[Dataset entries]
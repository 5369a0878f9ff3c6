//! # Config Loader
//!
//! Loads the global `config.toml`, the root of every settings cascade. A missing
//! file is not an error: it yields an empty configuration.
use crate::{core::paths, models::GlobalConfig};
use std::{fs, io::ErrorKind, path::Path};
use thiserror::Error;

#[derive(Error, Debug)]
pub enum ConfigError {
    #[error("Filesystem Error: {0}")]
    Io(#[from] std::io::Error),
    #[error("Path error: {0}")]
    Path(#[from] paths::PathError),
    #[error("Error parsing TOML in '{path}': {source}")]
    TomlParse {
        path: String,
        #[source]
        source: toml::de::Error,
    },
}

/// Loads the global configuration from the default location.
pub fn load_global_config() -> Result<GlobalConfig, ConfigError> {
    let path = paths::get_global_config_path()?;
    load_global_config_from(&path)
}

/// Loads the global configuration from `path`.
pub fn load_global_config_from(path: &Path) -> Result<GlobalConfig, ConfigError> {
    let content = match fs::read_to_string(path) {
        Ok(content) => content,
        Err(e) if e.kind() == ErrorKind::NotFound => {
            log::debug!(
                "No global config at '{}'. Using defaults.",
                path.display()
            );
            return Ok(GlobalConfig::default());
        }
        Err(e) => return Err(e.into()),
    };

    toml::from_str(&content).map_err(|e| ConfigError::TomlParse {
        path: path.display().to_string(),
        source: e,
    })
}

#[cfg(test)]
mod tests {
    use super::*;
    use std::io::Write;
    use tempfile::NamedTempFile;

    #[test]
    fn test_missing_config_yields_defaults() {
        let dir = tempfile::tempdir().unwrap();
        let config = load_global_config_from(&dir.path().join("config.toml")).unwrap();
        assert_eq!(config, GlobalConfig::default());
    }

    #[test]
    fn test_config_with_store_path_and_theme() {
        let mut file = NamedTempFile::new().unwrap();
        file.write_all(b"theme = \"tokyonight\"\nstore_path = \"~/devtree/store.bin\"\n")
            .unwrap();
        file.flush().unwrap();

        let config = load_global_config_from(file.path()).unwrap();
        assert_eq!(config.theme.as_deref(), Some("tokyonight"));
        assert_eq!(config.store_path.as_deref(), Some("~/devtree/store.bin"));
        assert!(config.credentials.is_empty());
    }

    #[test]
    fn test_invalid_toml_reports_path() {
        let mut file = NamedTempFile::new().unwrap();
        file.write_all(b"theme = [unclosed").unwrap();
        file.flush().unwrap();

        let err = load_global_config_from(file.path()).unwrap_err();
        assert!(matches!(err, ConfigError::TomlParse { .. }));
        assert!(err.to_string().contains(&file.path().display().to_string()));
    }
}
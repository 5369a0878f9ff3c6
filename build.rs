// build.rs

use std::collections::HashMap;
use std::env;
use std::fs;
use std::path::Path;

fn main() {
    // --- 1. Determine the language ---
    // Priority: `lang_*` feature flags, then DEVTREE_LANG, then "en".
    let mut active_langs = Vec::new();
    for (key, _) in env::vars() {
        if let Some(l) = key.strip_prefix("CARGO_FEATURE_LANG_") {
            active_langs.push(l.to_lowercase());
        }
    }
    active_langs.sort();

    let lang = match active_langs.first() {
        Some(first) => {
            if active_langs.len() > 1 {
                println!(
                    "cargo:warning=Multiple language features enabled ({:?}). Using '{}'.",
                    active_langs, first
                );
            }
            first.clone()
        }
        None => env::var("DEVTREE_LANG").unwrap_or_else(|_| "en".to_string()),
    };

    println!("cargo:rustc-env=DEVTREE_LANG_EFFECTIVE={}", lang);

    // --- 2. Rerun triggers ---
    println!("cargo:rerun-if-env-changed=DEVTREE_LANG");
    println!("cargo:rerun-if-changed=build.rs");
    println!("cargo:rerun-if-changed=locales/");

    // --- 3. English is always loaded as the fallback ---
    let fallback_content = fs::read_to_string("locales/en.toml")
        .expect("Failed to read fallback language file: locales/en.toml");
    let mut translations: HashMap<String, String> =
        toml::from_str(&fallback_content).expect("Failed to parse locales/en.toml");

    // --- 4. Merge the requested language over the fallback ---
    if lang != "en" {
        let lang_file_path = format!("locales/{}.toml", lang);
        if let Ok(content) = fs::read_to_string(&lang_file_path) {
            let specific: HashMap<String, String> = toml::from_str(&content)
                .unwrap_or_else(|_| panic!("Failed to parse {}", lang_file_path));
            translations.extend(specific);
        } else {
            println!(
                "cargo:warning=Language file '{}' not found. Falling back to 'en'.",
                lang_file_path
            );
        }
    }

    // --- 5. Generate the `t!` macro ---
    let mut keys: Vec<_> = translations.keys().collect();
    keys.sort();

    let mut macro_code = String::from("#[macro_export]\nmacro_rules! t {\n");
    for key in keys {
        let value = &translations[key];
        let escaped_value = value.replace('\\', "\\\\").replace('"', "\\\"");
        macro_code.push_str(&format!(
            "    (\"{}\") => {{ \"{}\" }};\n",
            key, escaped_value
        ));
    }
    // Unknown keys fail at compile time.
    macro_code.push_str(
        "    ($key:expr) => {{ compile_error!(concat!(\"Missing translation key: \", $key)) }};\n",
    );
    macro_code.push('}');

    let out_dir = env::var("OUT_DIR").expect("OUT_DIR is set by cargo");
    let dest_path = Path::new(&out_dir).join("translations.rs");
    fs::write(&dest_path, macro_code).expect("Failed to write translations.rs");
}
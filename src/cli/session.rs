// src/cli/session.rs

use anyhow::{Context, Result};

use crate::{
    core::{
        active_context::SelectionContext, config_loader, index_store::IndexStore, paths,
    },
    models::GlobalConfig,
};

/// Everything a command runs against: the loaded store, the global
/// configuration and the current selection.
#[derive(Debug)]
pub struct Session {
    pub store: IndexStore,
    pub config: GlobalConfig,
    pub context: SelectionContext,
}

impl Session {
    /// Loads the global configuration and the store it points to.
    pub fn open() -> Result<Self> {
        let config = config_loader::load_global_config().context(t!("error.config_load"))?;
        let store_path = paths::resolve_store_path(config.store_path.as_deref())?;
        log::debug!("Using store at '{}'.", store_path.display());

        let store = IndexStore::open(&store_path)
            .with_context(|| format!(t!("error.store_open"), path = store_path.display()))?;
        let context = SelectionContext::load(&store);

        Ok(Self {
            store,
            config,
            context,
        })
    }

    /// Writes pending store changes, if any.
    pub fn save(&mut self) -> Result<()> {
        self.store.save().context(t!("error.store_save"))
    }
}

• [What to work on]:
Write out each entry exactly, and omit nothing.

• [Task output]:
repository 5369a0878f9ff3c6
//! # Config Loader
//!
//! Loads the global `config.toml`, the root of every settings cascade. A missing
//! file is not an error: it yields an empty configuration.
use crate::{core::paths, models::GlobalConfig};
use std::{fs, io::ErrorKind, path::Path};
use thiserror::Error;

#[derive(Error, Debug)]
pub enum ConfigError {
    #[error("Filesystem Error: {0}")]
    Io(#[from] std::io::Error),
    #[error("Path error: {0}")]
    Path(#[from] paths::PathError),
    #[error("Error parsing TOML in '{path}': {source}")]
    TomlParse {
        path: String,
        #[source]
        source: toml::de::Error,
    },
}

/// Loads the global configuration from the default location.
pub fn load_global_config() -> Result<GlobalConfig, ConfigError> {
    let path = paths::get_global_config_path()?;
    load_global_config_from(&path)
}

/// Loads the global configuration from `path`.
pub fn load_global_config_from(path: &Path) -> Result<GlobalConfig, ConfigError> {
    let content = match fs::read_to_string(path) {
        Ok(content) => content,
        Err(e) if e.kind() == ErrorKind::NotFound => {
            log::debug!(
                "No global config at '{}'. Using defaults.",
                path.display()
            );
            return Ok(GlobalConfig::default());
        }
        Err(e) => return Err(e.into()),
    };

    toml::from_str(&content).map_err(|e| ConfigError::TomlParse {
        path: path.display().to_string(),
        source: e,
    })
}

#[cfg(test)]
mod tests {
    use super::*;
    use std::io::Write;
    use tempfile::NamedTempFile;

    #[test]
    fn test_missing_config_yields_defaults() {
        let dir = tempfile::tempdir().unwrap();
        let config = load_global_config_from(&dir.path().join("config.toml")).unwrap();
        assert_eq!(config, GlobalConfig::default());
    }

    #[test]
    fn test_config_with_store_path_and_theme() {
        let mut file = NamedTempFile::new().unwrap();
        file.write_all(b"theme = \"tokyonight\"\nstore_path = \"~/devtree/store.bin\"\n")
            .unwrap();
        file.flush().unwrap();

        let config = load_global_config_from(file.path()).unwrap();
        assert_eq!(config.theme.as_deref(), Some("tokyonight"));
        assert_eq!(config.store_path.as_deref(), Some("~/devtree/store.bin"));
        assert!(config.credentials.is_empty());
    }

    #[test]
    fn test_invalid_toml_reports_path() {
        let mut file = NamedTempFile::new().unwrap();
        file.write_all(b"theme = [unclosed").unwrap();
        file.flush().unwrap();

        let err = load_global_config_from(file.path()).unwrap_err();
        assert!(matches!(err, ConfigError::TomlParse { .. }));
        assert!(err.to_string().contains(&file.path().display().to_string()));
    }
}
repository 5369a0878f9ff3c6
filename build.rs
// build.rs

use std::collections::HashMap;
use std::env;
use std::fs;
use std::path::Path;

fn main() {
    // --- 1. Determine the language ---
    // Priority: `lang_*` feature flags, then DEVTREE_LANG, then "en".
    let mut active_langs = Vec::new();
    for (key, _) in env::vars() {
        if let Some(l) = key.strip_prefix("CARGO_FEATURE_LANG_") {
            active_langs.push(l.to_lowercase());
        }
    }
    active_langs.sort();

    let lang = match active_langs.first() {
        Some(first) => {
            if active_langs.len() > 1 {
                println!(
                    "cargo:warning=Multiple language features enabled ({:?}). Using '{}'.",
                    active_langs, first
                );
            }
            first.clone()
        }
        None => env::var("DEVTREE_LANG").unwrap_or_else(|_| "en".to_string()),
    };

    println!("cargo:rustc-env=DEVTREE_LANG_EFFECTIVE={}", lang);

    // --- 2. Rerun triggers ---
    println!("cargo:rerun-if-env-changed=DEVTREE_LANG");
    println!("cargo:rerun-if-changed=build.rs");
    println!("cargo:rerun-if-changed=locales/");

    // --- 3. English is always loaded as the fallback ---
    let fallback_content = fs::read_to_string("locales/en.toml")
        .expect("Failed to read fallback language file: locales/en.toml");
    let mut translations: HashMap<String, String> =
        toml::from_str(&fallback_content).expect("Failed to parse locales/en.toml");

    // --- 4. Merge the requested language over the fallback ---
    if lang != "en" {
        let lang_file_path = format!("locales/{}.toml", lang);
        if let Ok(content) = fs::read_to_string(&lang_file_path) {
            let specific: HashMap<String, String> = toml::from_str(&content)
                .unwrap_or_else(|_| panic!("Failed to parse {}", lang_file_path));
            translations.extend(specific);
        } else {
            println!(
                "cargo:warning=Language file '{}' not found. Falling back to 'en'.",
                lang_file_path
            );
        }
    }

    // --- 5. Generate the `t!` macro ---
    let mut keys: Vec<_> = translations.keys().collect();
    keys.sort();

    let mut macro_code = String::from("#[macro_export]\nmacro_rules! t {\n");
    for key in keys {
        let value = &translations[key];
        let escaped_value = value.replace('\\', "\\\\").replace('"', "\\\"");
        macro_code.push_str(&format!(
            "    (\"{}\") => {{ \"{}\" }};\n",
            key, escaped_value
        ));
    }
    // Unknown keys fail at compile time.
    macro_code.push_str(
        "    ($key:expr) => {{ compile_error!(concat!(\"Missing translation key: \", $key)) }};\n",
    );
    macro_code.push('}');

    let out_dir = env::var("OUT_DIR").expect("OUT_DIR is set by cargo");
    let dest_path = Path::new(&out_dir).join("translations.rs");
    fs::write(&dest_path, macro_code).expect("Failed to write translations.rs");
}
filename src/cli/session.rs
// src/cli/session.rs

use anyhow::{Context, Result};

use crate::{
    core::{
        active_context::SelectionContext, config_loader, index_store::IndexStore, paths,
    },
    models::GlobalConfig,
};

/// Everything a command runs against: the loaded store, the global
/// configuration and the current selection.
#[derive(Debug)]
pub struct Session {
    pub store: IndexStore,
    pub config: GlobalConfig,
    pub context: SelectionContext,
}

impl Session {
    /// Loads the global configuration and the store it points to.
    pub fn open() -> Result<Self> {
        let config = config_loader::load_global_config().context(t!("error.config_load"))?;
        let store_path = paths::resolve_store_path(config.store_path.as_deref())?;
        log::debug!("Using store at '{}'.", store_path.display());

        let store = IndexStore::open(&store_path)
            .with_context(|| format!(t!("error.store_open"), path = store_path.display()))?;
        let context = SelectionContext::load(&store);

        Ok(Self {
            store,
            config,
            context,
        })
    }

    /// Writes pending store changes, if any.
    pub fn save(&mut self) -> Result<()> {
        self.store.save().context(t!("error.store_save"))
    }
}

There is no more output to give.